Over the next five years the aftermarket landscape is going to change in some important ways as developments in areas such as 3D printing, telematics, e-commerce and collision avoidance systems influence customer expectations. That in turn is going to affect the intricate balance, on the part of the OEM, between cost, quality and speed in the delivery of service parts. These topics and more were under discussion in this week’s Automotive Logistics webinar ‘Aftersales and service parts in the next five years’, sponsored by UPS and presented by Volkswagen Group of America’s Jan Bures, executive vice president, Aftersales and Service, and Anu Goel, vice president of logistics – Aftersales.
Customer service and inventory management in the aftermarket has progressed rapidly as OEMs compete for customer loyalty. As a consequence it is now harder for OEMs to differentiate their service parts offering for a competitive advantage. The answer according to Goel is to work on performance and look at new business models in relation to the changing technology on offer in the vehicle.
Citing Tesla, Goel highlighted how the company is looking at software updates in the same way others are looking at parts deliveries. He said that one question OEMs should be asking themselves now was whether their distribution models factored in software updates for vehicles in a timely efficient manner?
OEMs also need to ensure the customer is fully aware of the technology available in their cars. Goel said that satisfaction scores canvassed from US car buyers revealed that 80% do not understand the telematics offerings in their vehicles and interpret their failure to use it as quality issue with the vehicle itself.
“Future technologies will have a deep impact on how close we have to get to the customer and how we cooperate with other brands,” added Bures.
Bures admitted that the OEMs had fallen behind the independent providers of online services for parts and repair. He said such providers as Autozone and Pepboys were now managing a sizable share of the parts and service market. Pepboys for one witnessed nearly 100% growth in online purchases last year, with Autozone trailing it with between 50-60% growth, both primarily from B2C trade and those customers looking for online deals. OEMs need to capture this market and move beyond their traditional B2B models.
“We must come up with ideas with how we can battle the advantage they are operating on and offer similar ideas to our dealers,” said Bures.
At the same time VW Group offers its Carnet and AudiConnect systems, which offer mobility services for the connected car sends information about faulty parts to the dealer.
Goel said that what carmakers need to do now is use the technology for customer retention, not just for the actual repair.
“You have to ask how can you use the information to create a bond with the customer and get a VW owner for life,” he stressed.
3D printing at the dealer
One major influence on the supply of service parts, according to Goel, is 3D printing, otherwise known as adaptive manufacturing. He noted that certain vehicle makers will be using 3D printed parts in production next year but asked what implication it had for the service parts business.
The technology is already being considered for low volume parts production and as the cost comes down it could be a better option than small batch runs at suppliers. Other applications include the printing of specialist tools for low volume parts. Goel said it was important to ask what you would do if you were a dealer and had a 3D printer in your store.

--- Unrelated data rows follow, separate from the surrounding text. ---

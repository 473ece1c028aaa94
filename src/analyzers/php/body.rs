use crate::scanner::{matching_close, LexedSource, StringLiteral};
use once_cell::sync::Lazy;
use regex::Regex;
use std::ops::Range;

static NESTED_FUNCTION: Lazy<Regex> = Lazy::new(|| {
    Regex::new(r"(?i)\b(function|fn)\b\s*&?\s*(?:[A-Za-z_]\w*)?\s*\(").expect("valid nested function regex")
});

/// Views of one function body, relative to the body's first byte.
///
/// `code`/`stripped` cover the whole body including nested closures.
/// `own_code`/`own_stripped` blank the bodies of nested functions so that
/// their `return` statements are not mistaken for the enclosing one's.
#[derive(Debug)]
pub struct FunctionBody<'l> {
    pub offset: usize,
    pub code: String,
    pub stripped: String,
    pub own_code: String,
    pub own_stripped: String,
    /// String literals outside nested functions, offsets relative to the body.
    pub strings: Vec<RelativeString<'l>>,
    pub nested_functions: u32,
}

#[derive(Clone, Copy, Debug)]
pub struct RelativeString<'l> {
    pub start: usize,
    pub end: usize,
    pub literal: &'l StringLiteral,
}

impl<'l> FunctionBody<'l> {
    pub fn new(lexed: &'l LexedSource<'_>, range: Range<usize>) -> Self {
        let code = lexed.code()[range.clone()].to_string();
        let stripped = lexed.stripped()[range.clone()].to_string();
        let (nested, nested_functions) = nested_function_bodies(&code);

        let mut own_code = code.clone().into_bytes();
        let mut own_stripped = stripped.clone().into_bytes();
        for r in &nested {
            blank(&mut own_code, r.clone());
            blank(&mut own_stripped, r.clone());
        }

        let strings = lexed
            .strings_in(range.clone())
            .iter()
            .map(|literal| RelativeString {
                start: literal.start - range.start,
                end: literal.end.min(range.end) - range.start,
                literal,
            })
            .filter(|s| !nested.iter().any(|r| r.contains(&s.start)))
            .collect();

        Self {
            offset: range.start,
            code,
            stripped,
            own_code: bytes_to_string(own_code),
            own_stripped: bytes_to_string(own_stripped),
            strings,
            nested_functions,
        }
    }

    /// The literal whose opening delimiter is at relative offset `at`.
    pub fn string_at(&self, at: usize) -> Option<&RelativeString<'l>> {
        self.strings
            .binary_search_by_key(&at, |s| s.start)
            .ok()
            .map(|idx| &self.strings[idx])
    }
}

/// Bodies of closures and nested named functions, plus how many there are
/// (arrow functions count but have no braced body).
fn nested_function_bodies(code: &str) -> (Vec<Range<usize>>, u32) {
    let bytes = code.as_bytes();
    let mut ranges: Vec<Range<usize>> = Vec::new();
    let mut count = 0;

    for m in NESTED_FUNCTION.find_iter(code) {
        let start = m.start();
        if ranges.iter().any(|r| r.contains(&start)) {
            continue;
        }
        if start >= 2 && matches!(&bytes[start - 2..start], b"->" | b"::") {
            continue;
        }
        count += 1;
        let open_paren = m.end() - 1;
        let Some(close_paren) = matching_close(bytes, open_paren, bytes.len(), b'(', b')') else {
            continue;
        };
        if let Some(body) = braced_body_after(bytes, close_paren + 1) {
            ranges.push(body);
        }
    }

    (ranges, count)
}

/// `{ ... }` following a parameter list, allowing `use (...)` and a return type.
fn braced_body_after(bytes: &[u8], from: usize) -> Option<Range<usize>> {
    let mut depth = 0usize;
    for (i, &b) in bytes.iter().enumerate().skip(from) {
        match b {
            b'(' => depth += 1,
            b')' => depth = depth.saturating_sub(1),
            b'{' if depth == 0 => {
                let close = matching_close(bytes, i, bytes.len(), b'{', b'}')?;
                return Some(i..close + 1);
            }
            // arrow function expression or statement end
            b'=' | b';' | b',' if depth == 0 => return None,
            _ => {}
        }
    }
    None
}

fn blank(buf: &mut [u8], range: Range<usize>) {
    for b in &mut buf[range] {
        if *b != b'\n' {
            *b = b' ';
        }
    }
}

fn bytes_to_string(bytes: Vec<u8>) -> String {
    match String::from_utf8(bytes) {
        Ok(s) => s,
        Err(err) => String::from_utf8_lossy(err.as_bytes()).into_owned(),
    }
}

#[cfg(test)]
mod tests {
    use super::*;
    use crate::scanner::lex_code;

    #[test]
    fn test_nested_closure_bodies_are_blanked() {
        let src = "{ $f = function ($x) use ($y) { return $x; }; $g = fn($z) => $z * 2; return $f; }";
        let lexed = lex_code(src);
        let body = FunctionBody::new(&lexed, 0..src.len());
        assert_eq!(body.nested_functions, 2);
        assert!(!body.own_code.contains("return $x;"));
        assert!(body.own_code.contains("return $f;"));
        assert!(body.code.contains("return $x;"));
    }

    #[test]
    fn test_strings_inside_closures_are_dropped() {
        let src = "{ $a['k'] = 1; array_map(function ($r) { return $r['inner']; }, $a); }";
        let lexed = lex_code(src);
        let body = FunctionBody::new(&lexed, 0..src.len());
        let values: Vec<_> = body.strings.iter().map(|s| s.literal.value.as_str()).collect();
        assert_eq!(values, vec!["k"]);
        assert!(body.string_at(5).is_some());
    }

    #[test]
    fn test_function_exists_is_not_nested_function() {
        let src = "{ if (function_exists('x')) { x(); } }";
        let lexed = lex_code(src);
        assert_eq!(FunctionBody::new(&lexed, 0..src.len()).nested_functions, 0);
    }
}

“One, the technology is here today and it is evolving at light speed,” said Goel. “Near-term, for us I think it can help us with tooling for low volume parts. Mid-term it could help us with low volume parts or long lead-time, back-order type items. And longer term, it could help us with mid-volume parts.
3D printing also offers savings for inventory, warehousing and labour expenditure.
Most OEMs have anywhere between 30%-50% of their inventory dollars invested in parts that generate 5% of their demand,” noted Goel. “If you could do 3D printing, think of the amount of money that you could take out of your inventory expenditure and what you could take out of the associated warehouse space and labour. It is more than just a supply issue, it is an inventory investment and a physical building and labour opportunity as well.”
However, he pointed out that if was of use to VW then it was of use to the competition, something of which every OEM needed to be cognizant.
One other major influence on the service parts sector is going to be in the supply of collision avoidance parts – a business estimated to be worth $43 billion a year in the US alone. There are going to be some significant shifts in the supply of parts as the technology advances. US government forecasts suggest that in the next several years 30% of collisions will be avoided which translates to a decline in parts sales related to crash repairs. At the same time, there is likely to be an increase in the number of collision applications used. Goel cited the airbag as a good example of what this could mean for the sector.
“Within a seven year period front airbags went from being in 10% of vehicles to being in 90% of vehicles,” he said. “We all know what that means for material storage in our buildings. Collision avoidance technology is going to do the same thing but we have some prior lessons that we can learn from in this regard. This is one of the biggest near term implications.”
With regard to all the developments affecting the aftermarket for the OEMs it is going to be a balancing act between quality and cost concluded Bures.
“This is a changing environment that will have an impact on the supply and distribution landscape,” he said. “It has to make sense from the OEM and the logistics providers point of view at the same time as meeting customer expectation.” Expectations which changed as fast as the technology on offer.